I know this scenario all too well. Thankfully I met a women that rekindled that spark in my heart & I bought my first Bible at 30. I started watching a women minister on tv.. Joyce Meyer. It felt like she was talking to me every episode that I watched ( not to mention she is a "Huge Starbucks nut). We started going to church.. the first service we went to..the pastor mentioned Starbucks.. I knew I was in the right place. When I became sick on July 3rd of 2007, we stopped going to church, but I have never prayed so much in my life as I have in the last year. I realized a couple of months ago that I need to be in church, surrounded by other people that Believe. No matter how crappy I feel, I go to Church.

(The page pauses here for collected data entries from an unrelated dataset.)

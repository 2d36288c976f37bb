//! chatclaw configuration management

use serde::{Deserialize, Serialize};
use std::path::PathBuf;

/// Main chatclaw configuration
#[derive(Debug, Clone, Default, Serialize, Deserialize)]
pub struct ChatClawConfig {
    /// Agent process configuration
    pub agent: AgentConfig,

    /// Bot / dispatcher configuration
    pub bot: BotConfig,

    /// Durable store configuration
    pub store: StoreConfig,
}

/// Agent process configuration
#[derive(Debug, Clone, Serialize, Deserialize)]
pub struct AgentConfig {
    /// Executable to spawn
    pub program: String,

    /// Tool allow-list passed via `--allowedTools`
    pub tools: Vec<String>,

    /// Enable per-process debug directories with stream taps
    pub debug: bool,

    /// Root for per-process debug directories
    pub debug_dir: PathBuf,

    /// Ceiling for the agent's init envelope after spawn, in seconds
    pub init_timeout_secs: u64,

    /// Ceiling for enqueueing a message to the agent, in seconds
    pub send_timeout_secs: u64,
}

impl Default for AgentConfig {
    fn default() -> Self {
        Self {
            program: "claude".to_string(),
            tools: vec![
                "Read".to_string(),
                "Write".to_string(),
                "Bash".to_string(),
            ],
            debug: false,
            debug_dir: PathBuf::from("/tmp/chatclaw-agent"),
            init_timeout_secs: 10,
            send_timeout_secs: 5,
        }
    }
}

/// Bot / dispatcher configuration
#[derive(Debug, Clone, Serialize, Deserialize)]
pub struct BotConfig {
    /// Slash command the bot answers to
    pub command: String,

    /// Root for per-session working directories
    pub data_dir: PathBuf,

    /// Cap on live thread bindings (soft)
    pub max_sessions: usize,

    /// Idle duration after which a binding is reaped, in seconds
    pub idle_timeout_secs: u64,

    /// Reaper wake interval, in seconds
    pub reap_interval_secs: u64,

    /// Per-interaction streaming ceiling, in seconds
    pub stream_timeout_secs: u64,

    /// Channel whitelist regex patterns (empty = allow all)
    pub channel_whitelist: Vec<String>,
}

impl Default for BotConfig {
    fn default() -> Self {
        Self {
            command: "/claw".to_string(),
            data_dir: PathBuf::from("./data"),
            max_sessions: 10,
            idle_timeout_secs: 30 * 60,
            reap_interval_secs: 5 * 60,
            stream_timeout_secs: 5 * 60,
            channel_whitelist: Vec::new(),
        }
    }
}

/// Durable store configuration
#[derive(Debug, Clone, Serialize, Deserialize)]
pub struct StoreConfig {
    /// Root directory for the JSON-file store
    pub root: PathBuf,
}

impl Default for StoreConfig {
    fn default() -> Self {
        Self {
            root: PathBuf::from("./data/sessions"),
        }
    }
}

/// Apply environment variable overrides to the configuration.
///
/// Recognized variables: `AGENT_PROGRAM`, `AGENT_DEBUG`, `AGENT_DEBUG_DIR`,
/// `AGENT_TOOLS` (comma-separated), `SESSION_MAX_CONCURRENT`,
/// `SESSION_IDLE_TIMEOUT` (seconds).
pub fn apply_env_overrides(config: &mut ChatClawConfig) {
    if let Ok(program) = std::env::var("AGENT_PROGRAM") {
        if !program.is_empty() {
            config.agent.program = program;
        }
    }
    if let Ok(debug) = std::env::var("AGENT_DEBUG") {
        config.agent.debug = debug == "true" || debug == "1";
    }
    if let Ok(debug_dir) = std::env::var("AGENT_DEBUG_DIR") {
        if !debug_dir.is_empty() {
            config.agent.debug_dir = PathBuf::from(debug_dir);
        }
    }
    if let Ok(tools) = std::env::var("AGENT_TOOLS") {
        let parsed = parse_comma_separated(&tools);
        if !parsed.is_empty() {
            config.agent.tools = parsed;
        }
    }
    if let Ok(max) = std::env::var("SESSION_MAX_CONCURRENT") {
        if let Ok(max) = max.parse::<usize>() {
            config.bot.max_sessions = max;
        }
    }
    if let Ok(idle) = std::env::var("SESSION_IDLE_TIMEOUT") {
        if let Ok(secs) = idle.parse::<u64>() {
            config.bot.idle_timeout_secs = secs;
        }
    }
}

/// Split a comma-separated string, trimming whitespace and dropping empties.
pub fn parse_comma_separated(s: &str) -> Vec<String> {
    s.split(',')
        .map(str::trim)
        .filter(|item| !item.is_empty())
        .map(str::to_string)
        .collect()
}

At a time in my life..when I thought I had been through everything.. I really felt as if I had no one. I do have a caring, loving, supportive husband who I have been with since I was 13, but having these health conditions that are all rare ; the search to find the right doctors to care for me, help me, "Believe Me" was and is a very difficult road to travel.
My last surgery was the most difficult and painful experience I have been through. At one point in ICU I had a reaction to a chemical used during the surgery.. I was on a morphine drip given every 6 minutes.. I was still in excruciating pain.. sleeping with ice packs on my head. I knew if I cried..it would hurt worse. I began to pray the Lords Prayer...
"Our Father in heaven
hallowed be your name,
your kingdom come,
your will be done,
on earth as it is in heaven.
Give us today our daily bread.
And forgive us our debts,
as we also have forgiven our debtors.
And lead us not into temptation,
but deliver us from the evil one."
In Jesus name, Amen
I repeated this prayer outloud...over and over again. It was night time..and my room mate was sleeping. But I felt someone stroking my head. I finally fell asleep.
Do you want to Trust? Have complete Trust without question? Faith that there is somewhere... where your belong? Someone who offers unconditional love? To rely on?
Whether you are already a believer or not... what are you doubting? Do you have anything to lose? Are you worried that you will be disappointed? Again? Possibly made fun of for believing in something that has no proof?
Do you get paid on Monday? Before you work? No. Do you get before you ask? No.
You have to believe to recieve.
Believing will change your life.
Put your hurts, disappointments, worries, obsticles, doubt, in Gods hands. You lose your peace when you are always trying to figure things out, fix it yourself, heal yourself, build your own bridges.
Let Jesus come into your heart to rekindle the tiny spark in your soul. So you can see the light to the Lord.
I promise you wont be disappointed. Im not.
Pray with me....
Lord come into my heart and heal my past wounds
Teach me the way to a Faith filled life. Forgive me for
Any past actions that were disrespectful to you.
Fill me with your Love. Renew my strength
Show me Peace. Guide me. Teach me how to grow in
Your word and become a better Christ like person.
In Jesus Name, Amen.
Welcome to a better Life from this day forward.